Tentei achar nos vídeos, outras referências da cidade. O núcleo urbanizado, os arrabaldes...

Tinha um chamego com o bairro da Brasília. Minha equipe de campo, quase toda morava pra lá. Fiz amizades na música, na militância católica e política que tinham casa pelos arredores da praça da Brasília. Passei muitos fins de semana comendo peixe assado, entornando uma branquinha com limão, cortando uma gíria caiapó e intentando paixões, aninhado à peãozada, na Brasíla.

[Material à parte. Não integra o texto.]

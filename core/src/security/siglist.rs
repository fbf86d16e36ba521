//! EFI signature lists
//!
//! Format of every trust database the firmware keeps (PK, KEK, db, the MOK
//! lists) and of the pending requests we hand to shim:
//!
//! ```text
//! [SignatureType: 16 bytes GUID]
//! [SignatureListSize: 4 bytes]
//! [SignatureHeaderSize: 4 bytes]
//! [SignatureSize: 4 bytes]
//! [SignatureHeader: SignatureHeaderSize bytes]
//! [Signatures: SignatureSize bytes each, owner GUID + data]
//! ```
//!
//! Parsing never fails. Lists of unknown type or with an impossible hash
//! size are stepped over; a size field that cannot be trusted ends the walk.
//! Parsed entries borrow their payload from the input buffer.

use thiserror::Error;
use tracing::debug;

use crate::crypto::SHA256_DIGEST_SIZE;
use crate::drivers::uefi_vars::{guids, EfiGuid};

/// Size of the fixed list header.
pub const LIST_HEADER_SIZE: usize = 28;
/// Size of the owner GUID that starts every signature.
pub const OWNER_SIZE: usize = EfiGuid::SIZE;
/// Bytes a single-certificate list adds on top of its payload.
pub const CERT_ENTRY_OVERHEAD: usize = LIST_HEADER_SIZE + OWNER_SIZE;
/// Signature size of a SHA-256 entry: owner + digest.
pub const SHA256_SIGNATURE_SIZE: usize = OWNER_SIZE + SHA256_DIGEST_SIZE;

/// Entry type
#[derive(Debug, Clone, Copy, PartialEq, Eq)]
pub enum SignatureKind {
    /// DER encoded X.509 certificate
    Certificate,
    /// SHA-256 digest
    Sha256Hash,
}

impl SignatureKind {
    pub fn from_guid(guid: &EfiGuid) -> Option<Self> {
        if *guid == guids::EFI_CERT_X509_GUID {
            Some(Self::Certificate)
        } else if *guid == guids::EFI_CERT_SHA256_GUID {
            Some(Self::Sha256Hash)
        } else {
            None
        }
    }

    pub fn guid(&self) -> EfiGuid {
        match self {
            Self::Certificate => guids::EFI_CERT_X509_GUID,
            Self::Sha256Hash => guids::EFI_CERT_SHA256_GUID,
        }
    }

    pub fn as_str(&self) -> &'static str {
        match self {
            Self::Certificate => "X.509",
            Self::Sha256Hash => "SHA-256",
        }
    }
}

/// One trust-list member, borrowing its payload from the parsed buffer.
#[derive(Debug, Clone, Copy, PartialEq, Eq)]
pub struct SignatureEntry<'a> {
    pub owner: EfiGuid,
    pub kind: SignatureKind,
    pub payload: &'a [u8],
}

/// The signatures region of one well-formed list.
#[derive(Debug, Clone, Copy)]
pub struct RawList<'a> {
    pub kind: SignatureKind,
    pub signature_size: usize,
    signatures: &'a [u8],
}

impl<'a> RawList<'a> {
    /// Every complete signature in the list, in order.
    pub fn entries(self) -> impl Iterator<Item = SignatureEntry<'a>> + 'a {
        let kind = self.kind;
        self.signatures
            .chunks_exact(self.signature_size)
            .filter_map(move |sig| {
                let owner = EfiGuid::from_bytes(sig)?;
                Some(SignatureEntry {
                    owner,
                    kind,
                    payload: &sig[OWNER_SIZE..],
                })
            })
    }
}

/// Outcome of reading the list that starts at a given offset.
#[derive(Debug)]
pub enum ListStep<'a> {
    /// A usable list and the offset of the next one.
    List(RawList<'a>, usize),
    /// A list we do not collect; continue at the offset.
    Skipped(usize),
    /// End of data, or a size field that cannot be trusted.
    End,
}

fn le_u32(buf: &[u8], at: usize) -> Option<usize> {
    let raw: [u8; 4] = buf.get(at..at + 4)?.try_into().ok()?;
    usize::try_from(u32::from_le_bytes(raw)).ok()
}

/// Bounds-checked read of the list header at `offset`.
pub fn read_list_at(buf: &[u8], offset: usize) -> ListStep<'_> {
    let Some(rest) = buf.get(offset..) else {
        return ListStep::End;
    };
    if rest.is_empty() {
        return ListStep::End;
    }
    if rest.len() < LIST_HEADER_SIZE {
        debug!("siglist: {} trailing bytes at offset {}, ignored", rest.len(), offset);
        return ListStep::End;
    }

    let (Some(list_size), Some(header_size), Some(signature_size)) =
        (le_u32(rest, 16), le_u32(rest, 20), le_u32(rest, 24))
    else {
        return ListStep::End;
    };

    if list_size == 0 || list_size > rest.len() || list_size < LIST_HEADER_SIZE {
        debug!("siglist: bad list size {} at offset {}, stopping", list_size, offset);
        return ListStep::End;
    }
    let next = offset + list_size;

    let Some(type_guid) = EfiGuid::from_bytes(rest) else {
        return ListStep::End;
    };
    let Some(kind) = SignatureKind::from_guid(&type_guid) else {
        debug!("siglist: skipping list of type {}", type_guid);
        return ListStep::Skipped(next);
    };

    if kind == SignatureKind::Sha256Hash && signature_size != SHA256_SIGNATURE_SIZE {
        debug!("siglist: skipping sha256 list with signature size {}", signature_size);
        return ListStep::Skipped(next);
    }
    if signature_size < OWNER_SIZE {
        debug!("siglist: signature size {} smaller than owner", signature_size);
        return ListStep::Skipped(next);
    }

    let start = match LIST_HEADER_SIZE.checked_add(header_size) {
        Some(start) if start.saturating_add(signature_size) <= list_size => start,
        _ => {
            debug!("siglist: list at offset {} overruns its declared size", offset);
            return ListStep::Skipped(next);
        }
    };

    ListStep::List(
        RawList {
            kind,
            signature_size,
            signatures: &rest[start..list_size],
        },
        next,
    )
}

/// Iterator over the usable lists of a buffer.
#[derive(Debug, Clone)]
pub struct Lists<'a> {
    buf: &'a [u8],
    offset: Option<usize>,
}

impl<'a> Lists<'a> {
    pub fn new(buf: &'a [u8]) -> Self {
        Self { buf, offset: Some(0) }
    }
}

impl<'a> Iterator for Lists<'a> {
    type Item = RawList<'a>;

    fn next(&mut self) -> Option<Self::Item> {
        loop {
            let offset = self.offset?;
            match read_list_at(self.buf, offset) {
                ListStep::List(list, next) => {
                    self.offset = Some(next);
                    return Some(list);
                }
                ListStep::Skipped(next) => self.offset = Some(next),
                ListStep::End => {
                    self.offset = None;
                    return None;
                }
            }
        }
    }
}

/// Ordered entries of a signature database. Duplicates are kept.
#[derive(Debug, Clone, Default, PartialEq, Eq)]
pub struct SignatureList<'a> {
    entries: Vec<SignatureEntry<'a>>,
}

impl<'a> SignatureList<'a> {
    pub fn parse(buf: &'a [u8]) -> Self {
        Self {
            entries: Lists::new(buf).flat_map(RawList::entries).collect(),
        }
    }

    pub fn entries(&self) -> &[SignatureEntry<'a>] {
        &self.entries
    }

    pub fn iter(&self) -> impl Iterator<Item = &SignatureEntry<'a>> {
        self.entries.iter()
    }

    pub fn len(&self) -> usize {
        self.entries.len()
    }

    pub fn is_empty(&self) -> bool {
        self.entries.is_empty()
    }

    /// Exact size and byte equality; no certificate-level comparison.
    pub fn contains_payload(&self, payload: &[u8]) -> bool {
        self.entries.iter().any(|e| e.payload == payload)
    }
}

#[derive(Debug, Clone, Copy, PartialEq, Eq, Error)]
pub enum CodecError {
    #[error("payload of {0} bytes does not fit a signature list")]
    PayloadTooLarge(usize),
}

/// Serializes one single-signature list per pushed payload.
#[derive(Debug, Clone, Default)]
pub struct SignatureListBuilder {
    buf: Vec<u8>,
}

impl SignatureListBuilder {
    pub fn new() -> Self {
        Self::default()
    }

    /// Append a certificate owned by the shim lock GUID.
    pub fn push_certificate(&mut self, payload: &[u8]) -> Result<(), CodecError> {
        self.push(SignatureKind::Certificate, guids::SHIM_LOCK_GUID, payload)
    }

    pub fn push(&mut self, kind: SignatureKind, owner: EfiGuid, payload: &[u8]) -> Result<(), CodecError> {
        let too_large = CodecError::PayloadTooLarge(payload.len());
        let list_size = payload
            .len()
            .checked_add(CERT_ENTRY_OVERHEAD)
            .and_then(|n| u32::try_from(n).ok())
            .ok_or(too_large)?;
        let signature_size = list_size - LIST_HEADER_SIZE as u32;

        self.buf.reserve(list_size as usize);
        self.buf.extend_from_slice(&kind.guid().to_bytes());
        self.buf.extend_from_slice(&list_size.to_le_bytes());
        self.buf.extend_from_slice(&0u32.to_le_bytes());
        self.buf.extend_from_slice(&signature_size.to_le_bytes());
        self.buf.extend_from_slice(&owner.to_bytes());
        self.buf.extend_from_slice(payload);
        Ok(())
    }

    pub fn into_bytes(self) -> Vec<u8> {
        self.buf
    }
}

/// Build a certificate list from raw blobs, one entry per blob, input order.
pub fn build<B: AsRef<[u8]>>(blobs: &[B]) -> Result<Vec<u8>, CodecError> {
    let mut builder = SignatureListBuilder::new();
    for blob in blobs {
        builder.push_certificate(blob.as_ref())?;
    }
    Ok(builder.into_bytes())
}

No aglomerado da cidade, se quisesse me encontrar era só ir ao restaurante do Carioca. Perto do trabalho, era o local onde fazíamos a refeição diária e pendurávamos a conta no prego mais alto da parede mais ao fundo do estabelecimento. Era lá também que nos reuníamos uma turma diversa que acomodava técnicos, pesquisadores, políticos de diversos matizes e simpatizantes do bom papo. Levávamos a liberdade de pensamento noite adentro, sempre cuidando para manter o teatro de operações municiado de apreciados petiscos. Por indicação, muitos que visitavam ou faziam jornadas ocasionais no projeto em que eu trabalhava apareciam em nossas confrarias. Especialistas do Goeldi, comissões estrangeiras, até o Paulo Vanzolini e o sertanista histórico da Funai José Porfírio Fontenele prestigiaram nossa patota. Às vezes o tempo fechava quando as divergências se mostravam inconciliáveis. Carioca entrava em campo e semeava a paz. Não queria rachas incontornáveis. Era um administrador da calmaria. E facilitava no que podia. Em tempo de inflação batendo 80% ao mês, nos quitava os fiados sem a indicada correção e em noites mais inspiradas do nosso grupo, ia-se embora e deixava a chave do bar com a gente.

Muitas das minhas referências de acolhimento em Altamira não existem mais. Só o Xingu continua afetuoso, mesmo que desidratado e tendo perdido o domínio sobre a Volta Grande.